** ACTIVITY **
Scan the material for the string "given" and copy out every line in which it occurs.
EXERCISE INPUT section start
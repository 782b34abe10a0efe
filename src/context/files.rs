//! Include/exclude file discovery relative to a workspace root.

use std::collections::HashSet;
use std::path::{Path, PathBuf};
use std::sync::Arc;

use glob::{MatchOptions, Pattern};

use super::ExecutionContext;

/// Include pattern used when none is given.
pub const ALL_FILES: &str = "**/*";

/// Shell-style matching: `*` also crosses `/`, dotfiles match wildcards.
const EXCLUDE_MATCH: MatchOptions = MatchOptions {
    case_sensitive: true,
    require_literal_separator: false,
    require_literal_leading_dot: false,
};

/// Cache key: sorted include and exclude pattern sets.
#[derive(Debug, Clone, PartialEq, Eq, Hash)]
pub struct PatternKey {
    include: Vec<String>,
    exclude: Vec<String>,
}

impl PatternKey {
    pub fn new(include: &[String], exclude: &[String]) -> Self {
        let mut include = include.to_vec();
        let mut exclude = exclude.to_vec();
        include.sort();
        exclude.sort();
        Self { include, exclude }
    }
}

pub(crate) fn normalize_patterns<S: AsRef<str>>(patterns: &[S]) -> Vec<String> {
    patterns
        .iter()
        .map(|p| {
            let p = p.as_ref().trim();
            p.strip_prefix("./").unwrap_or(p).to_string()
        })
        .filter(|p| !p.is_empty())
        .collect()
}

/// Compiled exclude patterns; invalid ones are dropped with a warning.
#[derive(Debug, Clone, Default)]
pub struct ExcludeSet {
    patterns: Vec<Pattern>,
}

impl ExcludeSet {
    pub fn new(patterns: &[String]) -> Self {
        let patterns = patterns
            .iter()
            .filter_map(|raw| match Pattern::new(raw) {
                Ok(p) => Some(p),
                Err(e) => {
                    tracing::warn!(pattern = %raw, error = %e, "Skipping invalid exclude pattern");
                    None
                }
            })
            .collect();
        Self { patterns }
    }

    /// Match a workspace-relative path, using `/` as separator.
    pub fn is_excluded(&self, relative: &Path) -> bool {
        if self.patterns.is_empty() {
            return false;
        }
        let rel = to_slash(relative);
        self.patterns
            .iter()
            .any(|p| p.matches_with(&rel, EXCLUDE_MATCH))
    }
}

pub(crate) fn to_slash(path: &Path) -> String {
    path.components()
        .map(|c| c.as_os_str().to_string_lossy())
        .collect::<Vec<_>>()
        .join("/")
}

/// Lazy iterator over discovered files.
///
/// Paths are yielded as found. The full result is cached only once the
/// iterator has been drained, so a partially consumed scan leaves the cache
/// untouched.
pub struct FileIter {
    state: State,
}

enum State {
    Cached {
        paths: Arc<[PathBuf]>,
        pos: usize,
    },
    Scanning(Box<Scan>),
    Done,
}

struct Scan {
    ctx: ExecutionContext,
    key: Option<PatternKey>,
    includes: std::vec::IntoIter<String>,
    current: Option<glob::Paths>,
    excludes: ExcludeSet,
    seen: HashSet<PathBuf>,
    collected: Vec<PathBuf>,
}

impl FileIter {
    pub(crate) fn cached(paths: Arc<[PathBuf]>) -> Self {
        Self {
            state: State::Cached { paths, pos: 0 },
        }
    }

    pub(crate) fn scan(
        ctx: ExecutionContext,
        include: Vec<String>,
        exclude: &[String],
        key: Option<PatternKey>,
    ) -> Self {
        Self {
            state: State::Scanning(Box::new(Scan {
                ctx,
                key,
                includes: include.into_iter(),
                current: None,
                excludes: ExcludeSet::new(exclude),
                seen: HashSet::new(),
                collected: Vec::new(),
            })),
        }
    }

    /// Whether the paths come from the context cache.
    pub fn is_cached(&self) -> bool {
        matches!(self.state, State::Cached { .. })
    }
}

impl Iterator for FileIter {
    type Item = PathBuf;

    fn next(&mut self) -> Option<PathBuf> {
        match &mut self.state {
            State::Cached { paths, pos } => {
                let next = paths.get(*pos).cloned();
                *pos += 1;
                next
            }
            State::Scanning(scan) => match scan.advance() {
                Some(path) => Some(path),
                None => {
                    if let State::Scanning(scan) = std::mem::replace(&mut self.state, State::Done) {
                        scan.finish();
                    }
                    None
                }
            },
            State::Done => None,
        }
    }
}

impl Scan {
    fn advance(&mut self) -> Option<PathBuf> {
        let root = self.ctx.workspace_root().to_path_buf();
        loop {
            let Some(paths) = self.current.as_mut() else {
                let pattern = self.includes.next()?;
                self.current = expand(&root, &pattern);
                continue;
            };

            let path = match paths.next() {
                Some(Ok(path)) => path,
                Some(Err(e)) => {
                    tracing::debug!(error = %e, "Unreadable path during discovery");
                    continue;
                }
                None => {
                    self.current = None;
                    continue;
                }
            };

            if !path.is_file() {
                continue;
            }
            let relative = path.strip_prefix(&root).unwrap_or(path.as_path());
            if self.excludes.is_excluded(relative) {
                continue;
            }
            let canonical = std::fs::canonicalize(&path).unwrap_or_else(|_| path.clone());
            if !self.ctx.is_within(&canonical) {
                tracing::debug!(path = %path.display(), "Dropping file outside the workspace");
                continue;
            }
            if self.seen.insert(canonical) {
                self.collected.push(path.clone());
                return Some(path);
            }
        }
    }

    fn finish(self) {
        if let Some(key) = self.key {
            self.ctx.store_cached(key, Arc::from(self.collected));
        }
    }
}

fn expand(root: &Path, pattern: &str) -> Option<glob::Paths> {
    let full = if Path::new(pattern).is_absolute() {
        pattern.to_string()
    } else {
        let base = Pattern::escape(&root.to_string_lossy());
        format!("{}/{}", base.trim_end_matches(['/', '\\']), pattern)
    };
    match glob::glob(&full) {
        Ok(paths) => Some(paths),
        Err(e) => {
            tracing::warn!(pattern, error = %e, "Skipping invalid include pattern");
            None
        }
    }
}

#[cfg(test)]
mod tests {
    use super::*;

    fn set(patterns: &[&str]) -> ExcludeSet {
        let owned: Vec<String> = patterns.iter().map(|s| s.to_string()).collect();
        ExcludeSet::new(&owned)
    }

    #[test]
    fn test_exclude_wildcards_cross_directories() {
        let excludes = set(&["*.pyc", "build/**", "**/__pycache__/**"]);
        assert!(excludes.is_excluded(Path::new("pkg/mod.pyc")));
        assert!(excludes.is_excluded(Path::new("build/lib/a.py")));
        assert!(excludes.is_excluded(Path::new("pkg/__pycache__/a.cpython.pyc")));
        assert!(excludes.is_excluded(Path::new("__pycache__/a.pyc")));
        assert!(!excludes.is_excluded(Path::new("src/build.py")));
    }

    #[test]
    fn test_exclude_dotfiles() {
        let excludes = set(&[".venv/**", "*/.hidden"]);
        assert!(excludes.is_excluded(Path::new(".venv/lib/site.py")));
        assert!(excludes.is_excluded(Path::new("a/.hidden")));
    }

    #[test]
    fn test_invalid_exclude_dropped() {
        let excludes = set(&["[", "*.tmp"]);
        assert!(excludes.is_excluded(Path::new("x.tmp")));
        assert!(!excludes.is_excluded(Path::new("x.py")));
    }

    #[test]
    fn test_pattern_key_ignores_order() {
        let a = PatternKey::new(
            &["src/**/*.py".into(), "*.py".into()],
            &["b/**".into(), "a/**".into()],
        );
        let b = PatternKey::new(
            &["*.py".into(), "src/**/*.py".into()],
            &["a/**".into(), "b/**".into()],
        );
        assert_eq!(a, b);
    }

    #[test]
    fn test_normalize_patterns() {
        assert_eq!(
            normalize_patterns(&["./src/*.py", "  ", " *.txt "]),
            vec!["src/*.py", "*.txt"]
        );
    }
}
EXERCISE INPUT section end
EXERCISE INPUT section start
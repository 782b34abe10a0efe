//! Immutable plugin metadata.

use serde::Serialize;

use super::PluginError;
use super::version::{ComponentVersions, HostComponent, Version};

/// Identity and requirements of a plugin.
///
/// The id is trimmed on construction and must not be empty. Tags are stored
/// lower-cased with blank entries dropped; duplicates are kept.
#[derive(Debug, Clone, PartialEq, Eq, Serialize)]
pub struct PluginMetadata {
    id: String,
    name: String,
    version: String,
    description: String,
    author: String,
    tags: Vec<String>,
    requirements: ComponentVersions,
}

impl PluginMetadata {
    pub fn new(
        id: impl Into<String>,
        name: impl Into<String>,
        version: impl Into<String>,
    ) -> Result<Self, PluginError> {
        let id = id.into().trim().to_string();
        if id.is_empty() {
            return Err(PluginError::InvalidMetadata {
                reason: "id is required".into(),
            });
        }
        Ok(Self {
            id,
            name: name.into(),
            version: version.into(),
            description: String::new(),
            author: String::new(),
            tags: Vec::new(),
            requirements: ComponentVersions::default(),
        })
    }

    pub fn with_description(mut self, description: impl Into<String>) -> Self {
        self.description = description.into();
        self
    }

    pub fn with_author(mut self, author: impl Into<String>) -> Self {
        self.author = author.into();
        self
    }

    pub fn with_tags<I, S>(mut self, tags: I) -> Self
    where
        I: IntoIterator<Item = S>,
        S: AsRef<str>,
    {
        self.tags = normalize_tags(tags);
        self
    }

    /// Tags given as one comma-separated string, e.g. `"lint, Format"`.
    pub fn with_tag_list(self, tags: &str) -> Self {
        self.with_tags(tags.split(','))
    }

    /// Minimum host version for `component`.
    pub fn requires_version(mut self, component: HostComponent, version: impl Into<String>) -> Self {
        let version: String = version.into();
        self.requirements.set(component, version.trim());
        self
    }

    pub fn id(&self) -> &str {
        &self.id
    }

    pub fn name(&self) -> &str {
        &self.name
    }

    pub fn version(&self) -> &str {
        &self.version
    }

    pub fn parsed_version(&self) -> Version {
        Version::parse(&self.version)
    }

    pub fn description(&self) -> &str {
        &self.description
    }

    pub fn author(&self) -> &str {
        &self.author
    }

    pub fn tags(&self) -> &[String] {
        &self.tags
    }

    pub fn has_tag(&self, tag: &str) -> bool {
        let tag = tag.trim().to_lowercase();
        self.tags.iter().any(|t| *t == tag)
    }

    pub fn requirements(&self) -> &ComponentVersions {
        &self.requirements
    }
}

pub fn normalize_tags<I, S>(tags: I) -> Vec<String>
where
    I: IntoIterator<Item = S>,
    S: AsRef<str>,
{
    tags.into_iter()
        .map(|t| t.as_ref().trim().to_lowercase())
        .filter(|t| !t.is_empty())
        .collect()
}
EXERCISE INPUT section end
EXERCISE INPUT section start
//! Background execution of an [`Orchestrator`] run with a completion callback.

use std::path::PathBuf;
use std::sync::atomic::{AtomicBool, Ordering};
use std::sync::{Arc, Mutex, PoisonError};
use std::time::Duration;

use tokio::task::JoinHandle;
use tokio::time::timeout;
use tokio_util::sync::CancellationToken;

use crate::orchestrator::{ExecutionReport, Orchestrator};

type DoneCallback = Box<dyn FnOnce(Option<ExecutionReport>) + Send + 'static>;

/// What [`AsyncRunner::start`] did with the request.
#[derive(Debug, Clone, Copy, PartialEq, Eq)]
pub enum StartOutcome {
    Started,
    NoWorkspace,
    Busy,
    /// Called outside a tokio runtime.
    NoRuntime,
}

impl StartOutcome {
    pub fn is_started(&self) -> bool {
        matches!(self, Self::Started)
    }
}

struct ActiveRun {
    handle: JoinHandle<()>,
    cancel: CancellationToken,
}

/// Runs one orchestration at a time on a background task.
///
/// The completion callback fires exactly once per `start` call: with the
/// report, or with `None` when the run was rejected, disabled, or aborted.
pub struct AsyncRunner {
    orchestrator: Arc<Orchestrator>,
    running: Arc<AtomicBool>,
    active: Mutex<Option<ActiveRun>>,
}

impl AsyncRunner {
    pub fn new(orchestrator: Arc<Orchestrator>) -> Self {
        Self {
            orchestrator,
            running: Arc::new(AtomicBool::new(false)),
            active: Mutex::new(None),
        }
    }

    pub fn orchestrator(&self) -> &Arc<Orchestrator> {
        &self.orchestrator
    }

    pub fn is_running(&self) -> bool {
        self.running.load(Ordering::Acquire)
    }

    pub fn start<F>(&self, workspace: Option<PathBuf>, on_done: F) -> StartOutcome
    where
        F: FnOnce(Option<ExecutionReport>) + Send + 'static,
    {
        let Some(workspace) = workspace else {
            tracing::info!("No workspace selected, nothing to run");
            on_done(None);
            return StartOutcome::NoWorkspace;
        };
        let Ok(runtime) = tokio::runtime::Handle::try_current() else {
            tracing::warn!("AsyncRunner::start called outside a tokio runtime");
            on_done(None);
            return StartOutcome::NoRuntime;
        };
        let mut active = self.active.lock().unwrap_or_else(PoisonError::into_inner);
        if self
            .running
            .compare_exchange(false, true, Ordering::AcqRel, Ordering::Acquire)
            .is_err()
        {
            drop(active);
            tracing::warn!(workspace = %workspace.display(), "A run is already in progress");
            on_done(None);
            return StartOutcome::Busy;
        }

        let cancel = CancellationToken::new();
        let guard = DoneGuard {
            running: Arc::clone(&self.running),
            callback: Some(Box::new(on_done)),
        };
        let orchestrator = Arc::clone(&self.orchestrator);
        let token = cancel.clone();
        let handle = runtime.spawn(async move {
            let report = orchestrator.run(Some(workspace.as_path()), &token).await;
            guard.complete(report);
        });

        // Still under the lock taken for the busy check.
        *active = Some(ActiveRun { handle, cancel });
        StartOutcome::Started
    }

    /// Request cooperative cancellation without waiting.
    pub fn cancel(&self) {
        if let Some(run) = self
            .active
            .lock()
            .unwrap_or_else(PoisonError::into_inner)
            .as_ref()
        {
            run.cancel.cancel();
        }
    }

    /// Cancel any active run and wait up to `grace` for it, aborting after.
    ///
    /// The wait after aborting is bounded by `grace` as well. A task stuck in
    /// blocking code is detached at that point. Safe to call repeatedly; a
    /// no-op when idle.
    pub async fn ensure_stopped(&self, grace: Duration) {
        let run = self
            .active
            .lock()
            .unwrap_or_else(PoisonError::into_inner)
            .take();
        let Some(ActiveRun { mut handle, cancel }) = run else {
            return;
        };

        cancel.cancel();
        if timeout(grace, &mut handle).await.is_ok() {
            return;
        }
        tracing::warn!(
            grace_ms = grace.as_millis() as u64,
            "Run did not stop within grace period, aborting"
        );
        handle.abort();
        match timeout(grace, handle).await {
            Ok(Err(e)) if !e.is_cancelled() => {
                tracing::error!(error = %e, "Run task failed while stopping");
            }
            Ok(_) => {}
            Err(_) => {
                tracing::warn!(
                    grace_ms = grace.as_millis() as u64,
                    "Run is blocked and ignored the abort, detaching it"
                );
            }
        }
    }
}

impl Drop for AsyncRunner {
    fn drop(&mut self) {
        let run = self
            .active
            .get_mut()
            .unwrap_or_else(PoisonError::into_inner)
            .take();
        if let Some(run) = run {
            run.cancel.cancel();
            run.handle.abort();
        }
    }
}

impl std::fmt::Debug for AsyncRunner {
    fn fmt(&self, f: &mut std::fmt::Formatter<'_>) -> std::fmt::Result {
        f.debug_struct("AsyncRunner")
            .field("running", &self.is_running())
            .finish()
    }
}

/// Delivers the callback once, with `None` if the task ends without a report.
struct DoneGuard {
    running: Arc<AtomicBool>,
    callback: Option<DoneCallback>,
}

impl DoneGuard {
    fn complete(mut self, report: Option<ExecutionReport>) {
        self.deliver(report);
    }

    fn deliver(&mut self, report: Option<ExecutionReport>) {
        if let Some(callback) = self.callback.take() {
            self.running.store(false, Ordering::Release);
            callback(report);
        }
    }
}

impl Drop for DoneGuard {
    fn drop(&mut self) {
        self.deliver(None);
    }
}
EXERCISE INPUT section end
** ANSWER FOR THIS EXERCISE **
/// Include pattern used when none is given.
    /// Tags given as one comma-separated string, e.g. `"lint, Format"`.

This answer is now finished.